- Born: December 10, 1893 Budapest
- Died: February 1945 (aged 49) Budapest
- Occupation: writer
- Writing career
- Language: Hungarian
- Genres: novel, short story
- Subjects: bourgeoisie, history
- Notable awards: Mikszáth Award

= Ákos Molnár (writer) =

Hungarian writer (1893–1945)

Ákos Molnár (December 10, 1893 – February 1945) was a Hungarian writer.

==Life==
Ákos Molnár was born on December 10, 1893, in Budapest, into a middle-class Hungarian Jewish family. He was learning to become a violinist but lost one of his arms in World War I and got shell shock. At first, Molnár supported his writing by working as a bank employee. Later, he focused exclusively on writing.

His works mostly deal with the bourgeoisie, either based on his own experiences, or using historical figures. His style is vivid and light. One of his novels, Végre egy jó házasság, was awarded with a Mikszáth Award in 1929. Nyugat and Népszava published some of his works.

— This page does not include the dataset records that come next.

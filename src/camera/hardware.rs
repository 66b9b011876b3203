//! Collaborator interfaces the lifecycle manager consumes.
//!
//! The platform camera driver, the permission prompt and the image decoder
//! are supplied by the host; the manager only talks to them through these
//! traits.

use crate::error::CameraError;
use async_trait::async_trait;
use image::DynamicImage;
use serde::{Deserialize, Serialize};
use std::sync::Arc;

/// Direction a camera faces relative to the device screen
#[derive(Debug, Clone, Copy, PartialEq, Eq, Serialize, Deserialize)]
#[serde(rename_all = "lowercase")]
pub enum CameraFacing {
    Front,
    Back,
}

impl CameraFacing {
    pub fn as_str(&self) -> &'static str {
        match self {
            CameraFacing::Front => "front",
            CameraFacing::Back => "back",
        }
    }
}

/// Static description of one enumerated camera
#[derive(Debug, Clone, Copy, PartialEq, Eq)]
pub struct CameraInfo {
    pub id: u32,
    pub facing: CameraFacing,
}

/// Completion callback for a single picture.
///
/// Invoked by the driver on its own thread, at most once.
pub type PictureCallback = Box<dyn FnOnce(Result<Vec<u8>, CameraError>) + Send + 'static>;

/// Platform camera driver
pub trait CameraHardware: Send + Sync {
    /// Whether the device has any camera at all
    fn has_camera_feature(&self) -> bool;

    /// Cameras in driver enumeration order
    fn cameras(&self) -> Vec<CameraInfo>;

    /// Open a camera exclusively. Fails when permission is missing or the
    /// camera is held elsewhere.
    fn open(&self, camera_id: u32) -> Result<Arc<dyn CameraDevice>, CameraError>;
}

/// An opened camera handle
pub trait CameraDevice: Send + Sync {
    fn supported_picture_sizes(&self) -> Vec<(u32, u32)>;
    fn set_picture_size(&self, width: u32, height: u32) -> Result<(), CameraError>;
    fn set_jpeg_quality(&self, quality: u8) -> Result<(), CameraError>;
    fn start_preview(&self) -> Result<(), CameraError>;
    fn stop_preview(&self);

    /// Trigger one capture. Returns immediately; image bytes arrive through
    /// `callback`.
    fn take_picture(&self, callback: PictureCallback) -> Result<(), CameraError>;

    fn close(&self);
}

#[derive(Debug, Clone, Copy, PartialEq, Eq, Serialize, Deserialize)]
pub enum Permission {
    Camera,
}

#[derive(Debug, Clone, Copy, PartialEq, Eq)]
pub enum PermissionOutcome {
    Granted,
    Denied,
}

/// Permission prompt shown to the user
#[async_trait]
pub trait PermissionRequester: Send + Sync {
    async fn request(&self, permissions: &[Permission]) -> PermissionOutcome;
}

/// Raw capture bytes to displayable image
pub trait ImageDecoder: Send + Sync {
    fn decode(&self, data: &[u8]) -> Result<DynamicImage, CameraError>;
}
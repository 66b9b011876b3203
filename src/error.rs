use crate::registration::NotificationStatus;
use thiserror::Error;

#[derive(Error, Debug)]
pub enum AgentError {
    #[error("Configuration error: {0}")]
    Config(#[from] config::ConfigError),

    #[error("IO error: {0}")]
    Io(#[from] std::io::Error),

    #[error("Serialization error: {0}")]
    Serialization(#[from] toml::ser::Error),

    #[error("Camera error: {0}")]
    Camera(#[from] CameraError),

    #[error("Event bus error: {0}")]
    EventBus(#[from] EventBusError),

    #[error("Registration error: {0}")]
    Registration(#[from] RegistrationError),

    #[error("System error: {message}")]
    System { message: String },

    #[error("Component error in {component}: {message}")]
    Component { component: String, message: String },
}

impl AgentError {
    pub fn system<S: Into<String>>(message: S) -> Self {
        Self::System {
            message: message.into(),
        }
    }

    pub fn component<C: Into<String>, M: Into<String>>(component: C, message: M) -> Self {
        Self::Component {
            component: component.into(),
            message: message.into(),
        }
    }
}

#[derive(Error, Debug, Clone, PartialEq, Eq)]
pub enum EventBusError {
    #[error("Failed to publish event: {details}")]
    PublishFailed { details: String },

    #[error("Event bus channel closed")]
    ChannelClosed,
}

/// Failures raised by the camera driver or the lifecycle manager
#[derive(Error, Debug, Clone, PartialEq, Eq)]
pub enum CameraError {
    #[error("Failed to open camera {camera_id}: {details}")]
    DeviceOpen { camera_id: u32, details: String },

    #[error("Camera reported no supported picture sizes")]
    NoSupportedResolutions,

    #[error("Camera is not open")]
    NotOpen,

    #[error("A capture is already in flight")]
    CaptureInFlight,

    #[error("Camera hardware error: {details}")]
    Hardware { details: String },

    #[error("Failed to decode captured image: {details}")]
    Decode { details: String },

    #[error("Camera was released before the capture completed")]
    Released,
}

impl CameraError {
    pub fn hardware<S: Into<String>>(details: S) -> Self {
        Self::Hardware {
            details: details.into(),
        }
    }
}

/// Failures of a single registration attempt, one per protocol step
#[derive(Error, Debug)]
pub enum RegistrationError {
    #[error("Malformed endpoint: {details}")]
    MalformedEndpoint { details: String },

    #[error("Failed to connect to {target}: {source}")]
    Connection {
        target: String,
        #[source]
        source: std::io::Error,
    },

    #[error("Invalid request configuration: {details}")]
    ProtocolConfiguration { details: String },

    #[error("Failed to build notification payload: {0}")]
    PayloadConstruction(#[from] serde_json::Error),

    #[error("Failed to send notification: {0}")]
    Send(#[source] hyper::Error),

    #[error("Failed to read server response: {details}")]
    ResponseRead { details: String },
}

impl RegistrationError {
    /// Coarse status surfaced to the caller for this failure
    pub fn status(&self) -> NotificationStatus {
        match self {
            RegistrationError::MalformedEndpoint { .. } => NotificationStatus::MalformedEndpoint,
            RegistrationError::Connection { .. } => NotificationStatus::ConnectionError,
            RegistrationError::ProtocolConfiguration { .. } => {
                NotificationStatus::ProtocolConfigurationError
            }
            RegistrationError::PayloadConstruction(_) => {
                NotificationStatus::PayloadConstructionError
            }
            RegistrationError::Send(_) => NotificationStatus::SendError,
            RegistrationError::ResponseRead { .. } => NotificationStatus::ResponseReadError,
        }
    }
}

pub type Result<T> = std::result::Result<T, AgentError>;
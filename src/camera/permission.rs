use super::hardware::{Permission, PermissionOutcome, PermissionRequester};
use crate::events::{AgentEvent, EventBus};
use std::sync::Arc;
use std::time::SystemTime;
use tokio::runtime::Handle;
use tokio::task::JoinHandle;
use tokio_util::sync::CancellationToken;
use tracing::{debug, info, warn};

/// A fire-and-forget permission prompt.
///
/// The outcome is only published on the event bus; it never touches
/// lifecycle state. The next lifecycle cycle re-queries the driver.
pub struct PermissionRequest {
    cancellation_token: CancellationToken,
    task: JoinHandle<()>,
}

impl PermissionRequest {
    /// Spawn the prompt on the current runtime. Returns `None` outside a
    /// tokio runtime.
    pub fn spawn(
        requester: Arc<dyn PermissionRequester>,
        event_bus: Arc<EventBus>,
        permissions: Vec<Permission>,
    ) -> Option<Self> {
        let handle = match Handle::try_current() {
            Ok(handle) => handle,
            Err(_) => {
                warn!("No async runtime available, camera permission request skipped");
                return None;
            }
        };

        let cancellation_token = CancellationToken::new();
        let token = cancellation_token.clone();

        info!("Requesting permissions: {:?}", permissions);

        let task = handle.spawn(async move {
            tokio::select! {
                _ = token.cancelled() => {
                    debug!("Permission request cancelled");
                }
                outcome = requester.request(&permissions) => {
                    let granted = outcome == PermissionOutcome::Granted;
                    info!("Permission request answered: {:?}", outcome);
                    let _ = event_bus.publish(AgentEvent::PermissionResult {
                        granted,
                        timestamp: SystemTime::now(),
                    });
                }
            }
        });

        Some(Self {
            cancellation_token,
            task,
        })
    }

    pub fn cancel(&self) {
        self.cancellation_token.cancel();
    }

    pub fn is_finished(&self) -> bool {
        self.task.is_finished()
    }
}

impl Drop for PermissionRequest {
    fn drop(&mut self) {
        self.cancellation_token.cancel();
    }
}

A császár dajkája—another one of his novels, a deviation both in style and in topic—covers the life of Katalin Varga, the leader of the 1840s Transylvanian miners' movement. Molnár's novel which received the most editions during his lifetime is A hitehagyott, about Imre Fortunatus. Some of his works were translated into French, Portuguese, and German.

In February 1945, German soldiers dragged him and his wife from their home and executed them.

After his death, his works were not published again until 1963, when a collection of short stories, tilted Jóslat, became available. Next, some of his novels were republished starting from 2005.

==Bibliography==
- Gyereknek lenni (short stories, 1926)
- Végre egy jó házasság (novel, 1929)
- Jóslat (seven short stories, 1932)
- Tizenkét lépés (novel, 1933)
- A császár dajkája (novel, 1935)
- A hitehagyott (novel, 1937)
- Szabadulás (novel, 1941)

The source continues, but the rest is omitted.